Exercise instructions =>
All that is wanted is a word-for-word copy of the data from its first line to the line containing "cliques, probability table", both included.

(Extracted material begins)

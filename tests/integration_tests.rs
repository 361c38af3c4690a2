//! Integration tests for the complete mapping-set pipeline
//!
//! These tests verify end-to-end functionality across crates:
//! - reader records → table construction → prefix reconciliation
//! - filter → remove → clean → diff
//! - merge with reconciliation → split by prefix, cliques, probability table
//! - predicate lists from files and literals
//!
//! Run with: cargo test --test integration_tests

use std::io::Write;
use std::sync::Arc;

use serde_json::json;
use sssom_context::{default_extended_prefix_map, PrefixMap, SSSOM_BUILT_IN_PREFIXES};
use sssom_mappings::{
    compare, extract_iris, inject_metadata, merge, split_by_prefix_selected, MappingSchema,
    MappingSetConfig, MappingSetTable, Metadata, Record, SlotValue, SplitSelection,
    DEFAULT_FILTER_COLUMNS, DEFAULT_INVERSE_FACTOR,
};

fn records(value: serde_json::Value) -> Vec<Record> {
    serde_json::from_value(value).expect("records are well-formed")
}

fn disease_prefixes() -> PrefixMap {
    [
        ("MONDO", "http://purl.obolibrary.org/obo/MONDO_"),
        ("DOID", "http://purl.obolibrary.org/obo/DOID_"),
        ("HP", "http://purl.obolibrary.org/obo/HP_"),
        ("orcid", "https://orcid.org/"),
        ("unused", "http://unused.example.org/"),
    ]
    .into_iter()
    .collect()
}

fn left_table() -> MappingSetTable {
    let rows = records(json!([
        {"subject_id": "MONDO:0000001", "predicate_id": "skos:exactMatch", "object_id": "DOID:4",
         "mapping_justification": "semapv:LexicalMatching", "confidence": 0.8,
         "creator_id": "orcid:0000-0001"},
        {"subject_id": "MONDO:0000002", "predicate_id": "skos:broadMatch",
         "object_id": "HP:0000118", "mapping_justification": "semapv:ManualMappingCuration",
         "confidence": 0.95},
        {"subject_id": "MONDO:0000003", "predicate_id": "skos:exactMatch", "object_id": "DOID:7",
         "confidence": 0.6}
    ]));
    let mut metadata = Metadata::new();
    metadata.insert(
        "mapping_set_id".to_string(),
        SlotValue::from("https://example.org/left.sssom.tsv"),
    );
    metadata.insert(
        "license".to_string(),
        SlotValue::from("https://creativecommons.org/licenses/by/4.0/"),
    );

    let config = MappingSetConfig {
        identifier_columns: vec!["creator_id".to_string()],
        ..Default::default()
    };
    MappingSetTable::from_records(
        &rows,
        Some(&disease_prefixes()),
        Some(metadata),
        Arc::new(MappingSchema::sssom()),
        &config,
    )
    .expect("left table")
}

fn right_table() -> MappingSetTable {
    let rows = records(json!([
        {"subject_id": "DOID:4", "predicate_id": "skos:closeMatch", "object_id": "MONDO:0000001",
         "confidence": 0.7},
        {"subject_id": "MONDO:0000003", "predicate_id": "!skos:exactMatch", "object_id": "DOID:7",
         "mapping_justification": "semapv:ManualMappingCuration", "confidence": 0.6},
        {"subject_id": "MONDO:0000009", "predicate_id": "skos:exactMatch", "object_id": "DOID:9",
         "confidence": 0.5}
    ]));
    MappingSetTable::from_records(
        &rows,
        Some(&disease_prefixes()),
        None,
        Arc::new(MappingSchema::sssom()),
        &MappingSetConfig::default(),
    )
    .expect("right table")
}

// ============================================================================
// Construction
// ============================================================================

#[test]
fn test_records_build_a_reconciled_table() {
    let table = left_table();
    assert_eq!(table.len(), 3);
    for prefix in SSSOM_BUILT_IN_PREFIXES {
        assert!(table.prefix_map().contains_prefix(prefix));
    }
    assert!(table.used_prefixes().contains("orcid"));
    assert_eq!(
        table.expand("MONDO:0000001").as_deref(),
        Some("http://purl.obolibrary.org/obo/MONDO_0000001")
    );
    assert_eq!(table.contract("http://purl.obolibrary.org/obo/HP_0000118"), "HP:0000118");
}

#[test]
fn test_extended_prefix_map_prefers_built_in_bindings() {
    let extended = default_extended_prefix_map();
    let built_in = sssom_context::built_in_prefix_map();
    for (prefix, namespace) in built_in.iter() {
        assert_eq!(extended.get(prefix), Some(namespace));
    }
    assert!(extended.len() > built_in.len());
}

// ============================================================================
// Filter → remove → clean
// ============================================================================

#[test]
fn test_filter_remove_and_clean() {
    let mut table = left_table();

    let doid = table
        .filter_prefixes(&["DOID"], &DEFAULT_FILTER_COLUMNS, false)
        .expect("filter");
    assert_eq!(doid.len(), 2);
    assert_eq!(doid.prefix_map(), table.prefix_map());

    table.remove_mappings(&doid);
    assert_eq!(table.len(), 1);
    assert_eq!(table.rows()[0].object_id, "HP:0000118");

    table.clean_prefix_map(true).expect("every used prefix is bound");
    let prefixes = table.prefix_map().prefixes();
    assert!(prefixes.contains("MONDO"));
    assert!(prefixes.contains("HP"));
    assert!(!prefixes.contains("DOID"));
    assert!(!prefixes.contains("unused"));
}

// ============================================================================
// Diff
// ============================================================================

#[test]
fn test_diff_is_predicate_agnostic() {
    let diff = compare(&left_table(), &right_table());
    // MONDO:1/DOID:4 and MONDO:3/DOID:7 in both; MONDO:2/HP only left; MONDO:9/DOID:9 only right.
    assert_eq!(diff.common.len(), 2);
    assert_eq!(diff.unique_left.len(), 1);
    assert_eq!(diff.unique_right.len(), 1);
    assert_eq!(diff.combined.len(), 6);

    let annotated = diff.combined_rows_with_comment();
    assert!(annotated
        .iter()
        .all(|row| row.get_text("comment").is_some()));
}

// ============================================================================
// Merge → split
// ============================================================================

#[test]
fn test_merge_reconciles_negation_and_injects_metadata() {
    let merged = merge(&left_table(), &right_table(), true).expect("merge");

    let mondo3: Vec<_> = merged
        .rows()
        .iter()
        .filter(|row| row.subject_id == "MONDO:0000003")
        .collect();
    assert_eq!(mondo3.len(), 1);
    assert_eq!(mondo3[0].predicate_id, "!skos:exactMatch");

    let mondo2 = merged
        .rows()
        .iter()
        .find(|row| row.subject_id == "MONDO:0000002")
        .expect("left-only row survives");
    assert_eq!(
        mondo2.get_text("license"),
        Some("https://creativecommons.org/licenses/by/4.0/")
    );
    assert_eq!(
        merged.metadata().get("mapping_set_id"),
        Some(&SlotValue::from("https://example.org/left.sssom.tsv"))
    );

    let splits = merged.split_by_prefix().expect("split");
    assert!(splits.contains_key("mondo_exactmatch_doid"));
    assert!(splits.contains_key("mondo_broadmatch_hp"));
    assert!(splits.contains_key("doid_closematch_mondo"));
}

#[test]
fn test_selected_split_cliques_and_ptable() {
    let merged = merge(&left_table(), &right_table(), false).expect("merge");

    let selection = SplitSelection::new(["MONDO"], ["DOID"], ["skos:exactMatch"]);
    let splits = split_by_prefix_selected(&merged, &selection, &MappingSetConfig::default())
        .expect("split");
    assert_eq!(splits.keys().collect::<Vec<_>>(), vec!["mondo_exactmatch_doid"]);

    // MONDO:1 exactMatch DOID:4 and DOID:4 closeMatch MONDO:1 are one clique.
    let cliques = merged.split_into_cliques();
    assert_eq!(cliques[0].len(), 2);
    assert_eq!(cliques.iter().map(MappingSetTable::len).sum::<usize>(), merged.len());

    let ptable = merged.to_ptable(DEFAULT_INVERSE_FACTOR).expect("ptable");
    assert!(ptable
        .iter()
        .all(|row| (row.probabilities.iter().sum::<f64>() - 1.0).abs() < 1e-9));
    // The negated MONDO:3 row has no predicate class and is left out.
    let mondo3: Vec<_> = ptable
        .iter()
        .filter(|row| row.subject_id == "MONDO:0000003")
        .collect();
    assert_eq!(mondo3.len(), 1);
    assert_eq!(mondo3[0].probabilities[2], 0.6);
}

#[test]
fn test_inject_metadata_joins_values() {
    let table = left_table();
    let mut overrides = std::collections::BTreeMap::new();
    overrides.insert(
        "creator_id".to_string(),
        vec!["orcid:0000-0001".to_string(), "orcid:0000-0002".to_string()],
    );
    let rows = inject_metadata(table.rows(), &overrides).expect("inject");
    assert_eq!(rows[0].get_text("creator_id"), Some("orcid:0000-0001|orcid:0000-0002"));
    assert_eq!(rows[1].get_text("creator_id"), Some("orcid:0000-0001|orcid:0000-0002"));
}

// ============================================================================
// Predicate lists
// ============================================================================

#[test]
fn test_extract_iris_from_file_and_literals() -> anyhow::Result<()> {
    let dir = tempfile::tempdir()?;
    let path = dir.path().join("predicates.txt");
    let mut file = std::fs::File::create(&path)?;
    writeln!(file, "skos:exactMatch")?;
    writeln!(file, "skos:broadMatch")?;
    drop(file);

    let entries = vec![path.to_string_lossy().to_string(), "skos:exactMatch".to_string()];
    let iris = extract_iris(&entries, &default_extended_prefix_map())?;
    assert_eq!(
        iris,
        vec![
            "http://www.w3.org/2004/02/skos/core#exactMatch".to_string(),
            "http://www.w3.org/2004/02/skos/core#broadMatch".to_string(),
            "http://www.w3.org/2004/02/skos/core#exactMatch".to_string(),
        ]
    );
    Ok(())
}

(Extracted material ends)

Reply =>
filename tests/integration_tests.rs
repository 361c38af3c4690a2
//! Integration tests for the complete mapping-set pipeline
//!
//! These tests verify end-to-end functionality across crates:
//! - reader records → table construction → prefix reconciliation
//! - filter → remove → clean → diff
//! - merge with reconciliation → split by prefix, cliques, probability table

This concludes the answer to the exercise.